How to complete this task: Determine how many lines of the entries contain "translation". Reply with that number alone.

Data to examine Block Start

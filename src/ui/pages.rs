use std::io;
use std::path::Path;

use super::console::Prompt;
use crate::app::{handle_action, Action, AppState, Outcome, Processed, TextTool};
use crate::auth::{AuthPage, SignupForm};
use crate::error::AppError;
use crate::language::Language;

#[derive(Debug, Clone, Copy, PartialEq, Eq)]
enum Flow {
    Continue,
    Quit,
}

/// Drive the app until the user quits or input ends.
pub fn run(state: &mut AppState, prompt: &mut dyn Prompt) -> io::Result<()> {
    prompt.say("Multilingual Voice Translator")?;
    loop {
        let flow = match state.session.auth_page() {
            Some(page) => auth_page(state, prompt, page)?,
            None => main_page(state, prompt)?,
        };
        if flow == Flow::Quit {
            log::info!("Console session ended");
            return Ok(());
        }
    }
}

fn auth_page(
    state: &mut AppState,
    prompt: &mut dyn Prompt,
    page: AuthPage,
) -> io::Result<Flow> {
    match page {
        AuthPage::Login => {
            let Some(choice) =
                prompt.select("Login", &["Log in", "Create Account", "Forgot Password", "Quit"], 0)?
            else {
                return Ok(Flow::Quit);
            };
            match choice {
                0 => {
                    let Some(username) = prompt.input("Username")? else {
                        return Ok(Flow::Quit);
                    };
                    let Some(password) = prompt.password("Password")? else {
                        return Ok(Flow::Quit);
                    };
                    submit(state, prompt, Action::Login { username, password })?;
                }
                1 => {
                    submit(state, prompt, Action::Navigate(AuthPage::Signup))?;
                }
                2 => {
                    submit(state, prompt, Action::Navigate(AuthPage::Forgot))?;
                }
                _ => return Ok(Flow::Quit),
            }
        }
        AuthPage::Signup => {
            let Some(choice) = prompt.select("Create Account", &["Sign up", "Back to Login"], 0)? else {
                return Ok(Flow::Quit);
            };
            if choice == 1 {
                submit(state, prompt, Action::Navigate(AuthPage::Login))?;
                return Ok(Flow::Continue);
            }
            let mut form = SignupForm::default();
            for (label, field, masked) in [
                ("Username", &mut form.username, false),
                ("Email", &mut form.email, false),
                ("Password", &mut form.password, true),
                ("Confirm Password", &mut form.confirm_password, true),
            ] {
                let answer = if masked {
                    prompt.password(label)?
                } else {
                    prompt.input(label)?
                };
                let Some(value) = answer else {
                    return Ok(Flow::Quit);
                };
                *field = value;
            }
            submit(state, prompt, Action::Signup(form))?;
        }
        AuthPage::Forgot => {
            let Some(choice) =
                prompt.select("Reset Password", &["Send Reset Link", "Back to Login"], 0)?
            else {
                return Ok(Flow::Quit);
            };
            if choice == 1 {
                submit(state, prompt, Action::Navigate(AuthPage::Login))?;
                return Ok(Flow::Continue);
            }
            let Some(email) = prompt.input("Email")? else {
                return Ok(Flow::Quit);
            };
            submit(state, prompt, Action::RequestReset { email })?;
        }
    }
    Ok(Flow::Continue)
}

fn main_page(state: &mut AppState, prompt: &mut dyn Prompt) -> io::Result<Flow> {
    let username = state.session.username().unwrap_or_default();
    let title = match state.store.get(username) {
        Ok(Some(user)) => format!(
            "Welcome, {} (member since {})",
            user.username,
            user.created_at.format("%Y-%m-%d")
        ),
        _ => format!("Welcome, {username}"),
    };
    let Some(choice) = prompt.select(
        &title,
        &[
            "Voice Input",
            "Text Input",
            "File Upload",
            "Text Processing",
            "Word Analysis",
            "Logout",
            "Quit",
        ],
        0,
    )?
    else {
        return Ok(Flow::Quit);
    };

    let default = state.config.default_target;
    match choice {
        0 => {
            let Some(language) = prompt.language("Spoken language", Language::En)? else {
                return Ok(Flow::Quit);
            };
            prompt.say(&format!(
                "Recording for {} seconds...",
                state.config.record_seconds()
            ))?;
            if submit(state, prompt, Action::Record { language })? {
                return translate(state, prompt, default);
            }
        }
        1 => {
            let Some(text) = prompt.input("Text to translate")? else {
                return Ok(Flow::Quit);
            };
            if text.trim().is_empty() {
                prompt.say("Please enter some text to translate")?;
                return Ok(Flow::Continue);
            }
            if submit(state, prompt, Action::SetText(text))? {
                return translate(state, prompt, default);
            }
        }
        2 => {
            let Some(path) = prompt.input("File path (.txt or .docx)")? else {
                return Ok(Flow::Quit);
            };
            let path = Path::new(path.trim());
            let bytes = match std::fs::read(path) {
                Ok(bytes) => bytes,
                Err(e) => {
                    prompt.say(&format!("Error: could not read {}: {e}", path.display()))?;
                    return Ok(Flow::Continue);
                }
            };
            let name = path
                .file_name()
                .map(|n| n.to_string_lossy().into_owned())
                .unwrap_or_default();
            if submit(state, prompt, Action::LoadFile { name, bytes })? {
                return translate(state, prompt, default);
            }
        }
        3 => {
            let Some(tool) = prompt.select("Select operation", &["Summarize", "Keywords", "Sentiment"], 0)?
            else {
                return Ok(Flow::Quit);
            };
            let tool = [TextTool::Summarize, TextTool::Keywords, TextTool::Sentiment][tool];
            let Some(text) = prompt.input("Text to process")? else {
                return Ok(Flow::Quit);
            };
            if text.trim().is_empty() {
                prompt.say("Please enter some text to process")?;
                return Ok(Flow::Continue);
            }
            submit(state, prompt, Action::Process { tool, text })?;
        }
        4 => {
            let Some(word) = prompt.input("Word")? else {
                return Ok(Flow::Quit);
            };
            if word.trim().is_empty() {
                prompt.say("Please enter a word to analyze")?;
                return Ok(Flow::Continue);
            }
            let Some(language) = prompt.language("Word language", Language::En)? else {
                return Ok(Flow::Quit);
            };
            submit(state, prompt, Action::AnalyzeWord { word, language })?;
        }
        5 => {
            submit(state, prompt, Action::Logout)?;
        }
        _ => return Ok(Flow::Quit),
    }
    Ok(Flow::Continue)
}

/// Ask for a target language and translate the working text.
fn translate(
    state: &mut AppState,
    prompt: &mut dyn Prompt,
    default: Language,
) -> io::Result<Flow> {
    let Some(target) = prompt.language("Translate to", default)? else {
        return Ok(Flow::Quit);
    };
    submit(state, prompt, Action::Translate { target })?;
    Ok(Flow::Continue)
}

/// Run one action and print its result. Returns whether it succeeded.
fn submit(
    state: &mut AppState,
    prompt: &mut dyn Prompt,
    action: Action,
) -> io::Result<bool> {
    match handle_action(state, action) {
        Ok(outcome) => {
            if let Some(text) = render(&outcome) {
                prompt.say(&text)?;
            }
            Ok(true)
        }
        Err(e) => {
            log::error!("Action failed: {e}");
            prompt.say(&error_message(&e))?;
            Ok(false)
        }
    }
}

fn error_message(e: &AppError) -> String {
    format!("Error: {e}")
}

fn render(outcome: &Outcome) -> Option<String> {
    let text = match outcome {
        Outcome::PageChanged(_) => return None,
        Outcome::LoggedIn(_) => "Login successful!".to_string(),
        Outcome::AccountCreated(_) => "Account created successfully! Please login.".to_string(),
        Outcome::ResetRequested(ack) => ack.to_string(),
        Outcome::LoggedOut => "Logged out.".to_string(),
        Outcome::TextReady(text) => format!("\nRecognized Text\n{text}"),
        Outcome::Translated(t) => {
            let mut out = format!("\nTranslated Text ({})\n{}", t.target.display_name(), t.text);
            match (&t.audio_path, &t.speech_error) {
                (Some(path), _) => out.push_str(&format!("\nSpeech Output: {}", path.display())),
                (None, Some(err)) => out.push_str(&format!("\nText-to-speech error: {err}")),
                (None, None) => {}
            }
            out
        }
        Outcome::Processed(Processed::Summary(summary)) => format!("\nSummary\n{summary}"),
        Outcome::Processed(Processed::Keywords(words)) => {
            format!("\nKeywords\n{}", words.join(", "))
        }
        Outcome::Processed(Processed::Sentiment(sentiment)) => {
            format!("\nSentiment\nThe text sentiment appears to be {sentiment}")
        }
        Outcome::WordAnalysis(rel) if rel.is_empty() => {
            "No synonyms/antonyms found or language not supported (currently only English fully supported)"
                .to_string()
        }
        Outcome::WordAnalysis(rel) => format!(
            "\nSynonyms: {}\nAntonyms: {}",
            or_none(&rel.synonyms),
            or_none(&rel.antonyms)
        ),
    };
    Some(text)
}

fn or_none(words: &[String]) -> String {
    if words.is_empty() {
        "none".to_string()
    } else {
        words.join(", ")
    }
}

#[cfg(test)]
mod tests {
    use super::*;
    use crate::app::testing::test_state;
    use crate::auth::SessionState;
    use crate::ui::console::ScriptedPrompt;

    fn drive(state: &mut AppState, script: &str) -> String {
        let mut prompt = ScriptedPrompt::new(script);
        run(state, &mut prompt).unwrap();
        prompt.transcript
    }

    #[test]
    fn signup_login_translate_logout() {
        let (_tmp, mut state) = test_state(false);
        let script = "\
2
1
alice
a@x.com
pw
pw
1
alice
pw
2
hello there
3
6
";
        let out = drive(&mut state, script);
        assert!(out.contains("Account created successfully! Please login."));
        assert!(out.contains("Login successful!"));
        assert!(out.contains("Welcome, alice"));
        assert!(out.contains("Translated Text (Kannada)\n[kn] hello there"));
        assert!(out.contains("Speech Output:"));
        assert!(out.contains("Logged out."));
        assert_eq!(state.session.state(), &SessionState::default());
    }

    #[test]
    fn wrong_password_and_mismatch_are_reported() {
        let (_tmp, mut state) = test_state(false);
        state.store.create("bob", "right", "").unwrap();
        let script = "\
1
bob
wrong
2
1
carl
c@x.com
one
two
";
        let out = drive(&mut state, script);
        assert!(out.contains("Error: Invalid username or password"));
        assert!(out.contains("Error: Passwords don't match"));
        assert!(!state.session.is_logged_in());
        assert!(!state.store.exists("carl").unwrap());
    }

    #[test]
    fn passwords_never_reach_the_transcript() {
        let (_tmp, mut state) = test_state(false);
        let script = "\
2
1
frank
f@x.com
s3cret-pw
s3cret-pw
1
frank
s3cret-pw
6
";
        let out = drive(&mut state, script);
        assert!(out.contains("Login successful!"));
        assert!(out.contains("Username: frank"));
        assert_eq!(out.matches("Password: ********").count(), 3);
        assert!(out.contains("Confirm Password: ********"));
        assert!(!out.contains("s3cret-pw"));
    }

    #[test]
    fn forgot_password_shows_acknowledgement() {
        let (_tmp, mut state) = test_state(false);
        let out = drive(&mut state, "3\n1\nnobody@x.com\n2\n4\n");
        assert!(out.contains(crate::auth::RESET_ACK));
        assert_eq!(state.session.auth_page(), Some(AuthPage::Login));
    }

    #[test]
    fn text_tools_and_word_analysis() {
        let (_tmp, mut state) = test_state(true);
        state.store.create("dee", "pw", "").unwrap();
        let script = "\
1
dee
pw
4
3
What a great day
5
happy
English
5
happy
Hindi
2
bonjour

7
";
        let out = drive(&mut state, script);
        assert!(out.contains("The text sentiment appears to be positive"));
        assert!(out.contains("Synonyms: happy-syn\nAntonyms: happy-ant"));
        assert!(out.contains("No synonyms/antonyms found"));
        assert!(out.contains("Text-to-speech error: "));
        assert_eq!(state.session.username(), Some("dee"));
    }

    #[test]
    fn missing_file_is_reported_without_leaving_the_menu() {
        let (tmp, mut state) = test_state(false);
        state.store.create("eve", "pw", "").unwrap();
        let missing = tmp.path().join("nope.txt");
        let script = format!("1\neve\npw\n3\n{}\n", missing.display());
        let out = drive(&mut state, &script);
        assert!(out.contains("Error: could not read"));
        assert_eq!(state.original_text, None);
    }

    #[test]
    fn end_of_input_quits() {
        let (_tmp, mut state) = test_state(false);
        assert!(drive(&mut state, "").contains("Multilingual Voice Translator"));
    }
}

Data to examine Block End
Data to examine Block Start

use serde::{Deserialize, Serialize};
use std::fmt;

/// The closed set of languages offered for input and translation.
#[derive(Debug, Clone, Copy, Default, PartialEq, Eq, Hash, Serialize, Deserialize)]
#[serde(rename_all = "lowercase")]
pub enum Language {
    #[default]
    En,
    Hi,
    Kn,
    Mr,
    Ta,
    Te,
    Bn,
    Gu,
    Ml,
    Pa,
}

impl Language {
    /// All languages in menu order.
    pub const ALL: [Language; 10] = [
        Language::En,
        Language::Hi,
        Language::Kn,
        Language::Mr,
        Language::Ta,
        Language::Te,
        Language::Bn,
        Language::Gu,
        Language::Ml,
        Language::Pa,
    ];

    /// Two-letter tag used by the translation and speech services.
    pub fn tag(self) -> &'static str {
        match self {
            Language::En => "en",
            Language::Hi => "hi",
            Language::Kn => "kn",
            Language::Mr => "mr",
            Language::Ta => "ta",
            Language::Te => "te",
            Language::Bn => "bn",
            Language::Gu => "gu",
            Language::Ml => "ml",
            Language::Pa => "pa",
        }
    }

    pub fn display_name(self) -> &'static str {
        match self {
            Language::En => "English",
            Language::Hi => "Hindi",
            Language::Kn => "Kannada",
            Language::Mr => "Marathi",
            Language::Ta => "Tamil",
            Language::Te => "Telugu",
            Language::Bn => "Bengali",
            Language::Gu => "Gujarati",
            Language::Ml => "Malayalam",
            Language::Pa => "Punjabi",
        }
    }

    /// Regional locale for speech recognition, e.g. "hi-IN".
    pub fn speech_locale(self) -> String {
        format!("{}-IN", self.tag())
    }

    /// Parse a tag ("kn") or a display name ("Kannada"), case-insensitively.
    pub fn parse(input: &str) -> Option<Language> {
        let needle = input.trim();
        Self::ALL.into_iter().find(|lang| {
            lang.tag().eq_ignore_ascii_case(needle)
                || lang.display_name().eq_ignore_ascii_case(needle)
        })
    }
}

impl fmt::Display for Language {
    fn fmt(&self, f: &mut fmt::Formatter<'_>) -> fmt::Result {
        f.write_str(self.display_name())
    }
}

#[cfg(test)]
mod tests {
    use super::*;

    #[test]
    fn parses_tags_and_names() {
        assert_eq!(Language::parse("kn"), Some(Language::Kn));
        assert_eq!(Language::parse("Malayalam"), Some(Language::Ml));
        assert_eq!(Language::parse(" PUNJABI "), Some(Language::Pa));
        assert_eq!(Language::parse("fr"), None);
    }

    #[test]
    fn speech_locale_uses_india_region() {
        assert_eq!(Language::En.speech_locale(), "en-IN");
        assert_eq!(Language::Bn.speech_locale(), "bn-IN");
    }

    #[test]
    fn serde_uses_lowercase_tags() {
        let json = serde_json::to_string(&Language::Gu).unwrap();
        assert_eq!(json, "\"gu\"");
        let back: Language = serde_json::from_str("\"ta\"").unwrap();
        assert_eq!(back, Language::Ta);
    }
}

Data to examine Block End

Output for this exercise: 2